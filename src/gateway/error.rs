use axum::{
    Json,
    http::{HeaderMap, HeaderValue, StatusCode},
    response::{IntoResponse, Response},
};
use thiserror::Error;

use crate::index::{IndexError, PHashError};
use crate::matcher::{CARDSCAN_STATUS_HEADER, MatchError};

#[derive(Debug, Error)]
pub enum GatewayError {
    #[error("invalid request: {0}")]
    InvalidRequest(String),

    #[error("invalid hash: {0}")]
    InvalidHash(#[from] PHashError),

    #[error("match failed: {0}")]
    MatchFailed(#[from] MatchError),

    #[error("internal error: {0}")]
    InternalError(String),
}

#[derive(serde::Serialize)]
pub struct ErrorResponse {
    pub error: String,
    pub code: u16,
}

impl IntoResponse for GatewayError {
    fn into_response(self) -> Response {
        let (status, cardscan_status) = match &self {
            GatewayError::InvalidRequest(_) => (StatusCode::BAD_REQUEST, "invalid_request"),
            GatewayError::InvalidHash(_) => (StatusCode::BAD_REQUEST, "invalid_hash"),
            GatewayError::MatchFailed(MatchError::InvalidQuery(_))
            | GatewayError::MatchFailed(MatchError::Index(IndexError::QueryTooWide { .. })) => {
                (StatusCode::BAD_REQUEST, "invalid_query")
            }
            GatewayError::MatchFailed(_) => (StatusCode::INTERNAL_SERVER_ERROR, "match_error"),
            GatewayError::InternalError(_) => {
                (StatusCode::INTERNAL_SERVER_ERROR, "internal_error")
            }
        };

        let mut headers = HeaderMap::new();
        headers.insert(
            CARDSCAN_STATUS_HEADER,
            HeaderValue::from_static(cardscan_status),
        );

        let body = Json(ErrorResponse {
            error: self.to_string(),
            code: status.as_u16(),
        });

        (status, headers, body).into_response()
    }
}
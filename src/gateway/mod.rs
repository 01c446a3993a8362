//! HTTP gateway (Axum) for card matching.
//!
//! This module is primarily used by the `cardscan` server binary.

pub mod error;
pub mod handler;
pub mod payload;
pub mod state;

#[cfg(test)]
mod handler_tests;

use axum::{
    Json, Router,
    extract::State,
    http::{HeaderMap, StatusCode, header::HeaderValue},
    response::{IntoResponse, Response},
    routing::{delete, get, post},
};
use tower_http::trace::TraceLayer;

pub use handler::{end_session_handler, frames_handler, match_handler};
pub use state::HandlerState;

use crate::gateway::payload::IndexResponse;
use crate::index::HashIndex;
use crate::matcher::{
    CARDSCAN_STATUS_HEADER, CARDSCAN_STATUS_HEALTHY, CARDSCAN_STATUS_NOT_READY,
    CARDSCAN_STATUS_READY,
};

pub fn create_router_with_state<I>(state: HandlerState<I>) -> Router
where
    I: HashIndex + 'static,
{
    Router::new()
        .route("/healthz", get(health_handler))
        .route("/ready", get(ready_handler::<I>))
        .route("/v1/index", get(index_handler::<I>))
        .route("/v1/match", post(match_handler::<I>))
        .route("/v1/frames", post(frames_handler::<I>))
        .route("/v1/sessions/{session_id}", delete(end_session_handler::<I>))
        .layer(TraceLayer::new_for_http())
        .with_state(state)
}

#[derive(serde::Serialize)]
pub struct HealthResponse {
    pub status: &'static str,
}

#[derive(serde::Serialize)]
pub struct ReadyResponse {
    pub status: &'static str,
    pub items: usize,
}

#[tracing::instrument]
pub async fn health_handler() -> Response {
    let mut headers = HeaderMap::new();
    headers.insert(
        CARDSCAN_STATUS_HEADER,
        HeaderValue::from_static(CARDSCAN_STATUS_HEALTHY),
    );

    (
        StatusCode::OK,
        headers,
        Json(HealthResponse { status: "ok" }),
    )
        .into_response()
}

/// Ready once the index holds at least one catalog item.
#[tracing::instrument(skip(state))]
pub async fn ready_handler<I>(State(state): State<HandlerState<I>>) -> Response
where
    I: HashIndex + 'static,
{
    let items = state.matcher.index().len();
    let is_ready = items > 0;

    let (status_code, status_msg) = if is_ready {
        (StatusCode::OK, CARDSCAN_STATUS_READY)
    } else {
        (StatusCode::SERVICE_UNAVAILABLE, CARDSCAN_STATUS_NOT_READY)
    };

    let mut headers = HeaderMap::new();
    headers.insert(CARDSCAN_STATUS_HEADER, HeaderValue::from_static(status_msg));

    (
        status_code,
        headers,
        Json(ReadyResponse {
            status: status_msg,
            items,
        }),
    )
        .into_response()
}

#[tracing::instrument(skip(state))]
pub async fn index_handler<I>(State(state): State<HandlerState<I>>) -> Json<IndexResponse>
where
    I: HashIndex + 'static,
{
    let summary = state.matcher.summary();
    let sessions = state.matcher.sessions();

    Json(IndexResponse {
        description: summary.to_string(),
        summary,
        catalog_digest: state.catalog_digest.clone(),
        sessions: sessions.len(),
        session_ttl_ms: sessions.ttl().as_millis() as u64,
    })
}
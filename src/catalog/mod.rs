//! Reference catalog loading.
//!
//! Catalogs are JSON-lines files, one card per line:
//!
//! ```text
//! {"id": "5f8287b1-...", "name": "Lightning Bolt", "set": "lea", "phash": "c3a1...e0"}
//! ```
//!
//! `scryfall_id` is accepted for `id` and `hash` for `phash`. The hash is either a hex
//! string or an unsigned integer. One file holds one bit length.

pub mod error;


use std::fs::File;
use std::io::{BufRead, BufReader};
use std::path::Path;

use serde::Deserialize;
use tracing::{debug, info, instrument};

pub use error::{CatalogError, CatalogResult};

use crate::index::{CatalogIndex, CatalogItem, IndexKind, PHash, PHashError};

/// A hash as it appears on the wire: hex string or unsigned integer.
#[derive(Debug, Clone, PartialEq, Eq, Deserialize)]
#[serde(untagged)]
pub enum HashInput {
    Hex(String),
    Integer(u64),
}

impl HashInput {
    /// Interprets the value as a `bit_length`-bit hash.
    pub fn to_phash(&self, bit_length: usize) -> Result<PHash, PHashError> {
        match self {
            HashInput::Hex(hex) => PHash::from_hex(hex, bit_length),
            HashInput::Integer(value) => PHash::from_u64(*value, bit_length),
        }
    }
}

#[derive(Debug, Deserialize)]
struct CatalogRow {
    #[serde(alias = "scryfall_id")]
    id: String,
    name: String,
    set: String,
    #[serde(alias = "hash")]
    phash: HashInput,
}

/// Parses catalog rows from `reader`. Blank lines are skipped.
pub fn parse_catalog<R: BufRead>(reader: R, bit_length: usize) -> CatalogResult<Vec<CatalogItem>> {
    let mut items = Vec::new();

    for (index, line) in reader.lines().enumerate() {
        let line_no = index + 1;
        let line = line?;
        let line = line.trim();
        if line.is_empty() {
            continue;
        }

        let row: CatalogRow = serde_json::from_str(line).map_err(|source| CatalogError::Parse {
            line: line_no,
            source,
        })?;
        let hash = row
            .phash
            .to_phash(bit_length)
            .map_err(|source| CatalogError::InvalidHash {
                line: line_no,
                id: row.id.clone(),
                source,
            })?;

        items.push(CatalogItem::new(row.id, row.name, row.set, hash));
    }

    Ok(items)
}

/// Reads a catalog file. An empty catalog is an error.
#[instrument(skip(path), fields(path = %path.as_ref().display()))]
pub fn load_catalog(path: impl AsRef<Path>, bit_length: usize) -> CatalogResult<Vec<CatalogItem>> {
    let path = path.as_ref();
    let file = File::open(path)?;
    let items = parse_catalog(BufReader::new(file), bit_length)?;

    if items.is_empty() {
        return Err(CatalogError::Empty {
            path: path.to_path_buf(),
        });
    }

    debug!(items = items.len(), "Catalog parsed");
    Ok(items)
}

/// Loads a catalog file and builds the requested index over it.
pub fn load_index(
    path: impl AsRef<Path>,
    kind: IndexKind,
    bit_length: usize,
) -> CatalogResult<(CatalogIndex, String)> {
    let items = load_catalog(path, bit_length)?;
    let digest = catalog_digest(&items);
    let index = CatalogIndex::build(kind, items, bit_length)?;

    info!(kind = %kind, bit_length, digest = %digest, "Catalog index ready");
    Ok((index, digest))
}

/// BLAKE3 fingerprint over every `(id, hash)` pair, in catalog order.
///
/// Two catalogs with the same digest build identical indexes.
pub fn catalog_digest(items: &[CatalogItem]) -> String {
    let mut hasher = blake3::Hasher::new();
    for item in items {
        hasher.update(item.id.as_bytes());
        hasher.update(&[0]);
        hasher.update(item.hash.to_hex().as_bytes());
        hasher.update(b"\n");
    }
    hasher.finalize().to_hex().to_string()
}
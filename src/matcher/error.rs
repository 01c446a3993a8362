use thiserror::Error;

use crate::index::IndexError;

/// Errors returned by the matcher.
///
/// "No match" is not an error; it is reported as [`MatchLookup::Miss`](super::MatchLookup::Miss).
#[derive(Debug, Error)]
pub enum MatchError {
    /// The query violates the index contract (e.g. hash wider than the catalog).
    #[error("invalid query: {0}")]
    InvalidQuery(String),

    #[error("index query failed: {0}")]
    Index(#[from] IndexError),
}

pub type MatcherResult<T> = Result<T, MatchError>;
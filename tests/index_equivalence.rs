//! Trie and scan indexes must agree on every query.

mod common;

use cardscan::{CatalogIndex, HashIndex, IndexKind, MatchResult, ScanIndex, TrieIndex};
use common::fixtures::{CatalogBuilder, flip_bits, random_hash, seeded_rng};
use rand::Rng;

fn ids(results: &[MatchResult]) -> Vec<(u32, String)> {
    results
        .iter()
        .map(|r| (r.distance, r.id().to_string()))
        .collect()
}

#[test]
fn test_trie_matches_scan_on_random_catalog() {
    let items = CatalogBuilder::new().bit_length(64).size(500).build();
    let trie = TrieIndex::build(items.clone(), 64).unwrap();
    let scan = ScanIndex::build(items.clone(), 64).unwrap();

    let mut rng = seeded_rng(7);
    for round in 0..40 {
        let query = if round % 2 == 0 {
            let base = &items[rng.gen_range(0..items.len())].hash;
            flip_bits(base, rng.gen_range(0..12), &mut rng)
        } else {
            random_hash(&mut rng, 64)
        };

        for tolerance in [0, 4, 12, 24, 32, 64] {
            let a = trie.find(&query, tolerance).unwrap();
            let b = scan.find(&query, tolerance).unwrap();
            assert_eq!(ids(&a), ids(&b), "round {round}, tolerance {tolerance}");
        }
    }
}

#[test]
fn test_top_n_agrees_at_256_bits() {
    let items = CatalogBuilder::new().bit_length(256).size(300).seed(11).build();
    let trie = CatalogIndex::build(IndexKind::Trie, items.clone(), 256).unwrap();
    let scan = CatalogIndex::build(IndexKind::Scan, items.clone(), 256).unwrap();
    let tolerance = trie.default_tolerance();
    assert_eq!(tolerance, 96);

    let mut rng = seeded_rng(99);
    for _ in 0..20 {
        let base = &items[rng.gen_range(0..items.len())].hash;
        let query = flip_bits(base, 20, &mut rng);
        for n in [1, 3, 10] {
            let a = trie.find_top_n(&query, 128, n).unwrap();
            let b = scan.find_top_n(&query, 128, n).unwrap();
            assert_eq!(ids(&a), ids(&b), "n = {n}");
            assert!(a.len() <= n);
        }
    }
}

#[test]
fn test_noisy_copy_resolves_to_source() {
    let items = CatalogBuilder::new().bit_length(256).size(1000).seed(3).build();
    let trie = TrieIndex::build(items.clone(), 256).unwrap();
    let mut rng = seeded_rng(5);

    for _ in 0..25 {
        let source = &items[rng.gen_range(0..items.len())];
        let query = flip_bits(&source.hash, 16, &mut rng);
        let best = trie.find_top_n(&query, trie.default_tolerance(), 1).unwrap();

        assert_eq!(best.len(), 1);
        assert_eq!(best[0].id(), source.id);
        assert_eq!(best[0].distance, 16);
    }
}

#[test]
fn test_results_are_sorted_and_within_tolerance() {
    let items = CatalogBuilder::new().bit_length(64).size(400).seed(21).build();
    let trie = TrieIndex::build(items, 64).unwrap();
    let query = random_hash(&mut seeded_rng(1), 64);

    let results = trie.find(&query, 28).unwrap();
    assert!(results.iter().all(|r| r.distance <= 28));
    assert!(results.windows(2).all(|w| w[0] <= w[1]));
}

#[test]
fn test_summaries_differ_only_in_structure() {
    let items = CatalogBuilder::new().size(50).build();
    let trie = CatalogIndex::build(IndexKind::Trie, items.clone(), 64).unwrap();
    let scan = CatalogIndex::build(IndexKind::Scan, items, 64).unwrap();

    let (t, s) = (trie.summary(), scan.summary());
    assert_eq!(t.kind, IndexKind::Trie);
    assert_eq!(s.kind, IndexKind::Scan);
    assert_eq!(t.items, s.items);
    assert_eq!(s.nodes, 50);
    assert!(t.nodes > t.items);
}
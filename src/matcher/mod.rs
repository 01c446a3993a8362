//! Match orchestration over a [`HashIndex`](crate::index::HashIndex) and a
//! [`SessionCache`](crate::cache::SessionCache).

pub mod engine;
pub mod error;
pub mod types;


pub use engine::CardMatcher;
pub use error::{MatchError, MatcherResult};
pub use types::{
    CARDSCAN_STATUS_HEADER, CARDSCAN_STATUS_HEALTHY,
    CARDSCAN_STATUS_NOT_READY, CARDSCAN_STATUS_READY, CARDSCAN_STATUS_REMOVED, CardMatch,
    MatchLookup, MatchQuery, MatchStatus,
};
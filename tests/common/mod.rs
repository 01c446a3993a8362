#![allow(dead_code)]

pub mod fixtures;
pub mod harness;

◆ **Exercise instructions**
Please copy, exactly and with nothing else, the lines above beginning at the line that has "either a hex" and ending with the line that has "lines are skipped.".

◆ **Finished exercise**
//! `scryfall_id` is accepted for `id` and `hash` for `phash`. The hash is either a hex
//! string or an unsigned integer. One file holds one bit length.

pub mod error;


use std::fs::File;
use std::io::{BufRead, BufReader};
use std::path::Path;

use serde::Deserialize;
use tracing::{debug, info, instrument};

pub use error::{CatalogError, CatalogResult};

use crate::index::{CatalogIndex, CatalogItem, IndexKind, PHash, PHashError};

/// A hash as it appears on the wire: hex string or unsigned integer.
#[derive(Debug, Clone, PartialEq, Eq, Deserialize)]
#[serde(untagged)]
pub enum HashInput {
    Hex(String),
    Integer(u64),
}

impl HashInput {
    /// Interprets the value as a `bit_length`-bit hash.
    pub fn to_phash(&self, bit_length: usize) -> Result<PHash, PHashError> {
        match self {
            HashInput::Hex(hex) => PHash::from_hex(hex, bit_length),
            HashInput::Integer(value) => PHash::from_u64(*value, bit_length),
        }
    }
}

#[derive(Debug, Deserialize)]
struct CatalogRow {
    #[serde(alias = "scryfall_id")]
    id: String,
    name: String,
    set: String,
    #[serde(alias = "hash")]
    phash: HashInput,
}

/// Parses catalog rows from `reader`. Blank lines are skipped.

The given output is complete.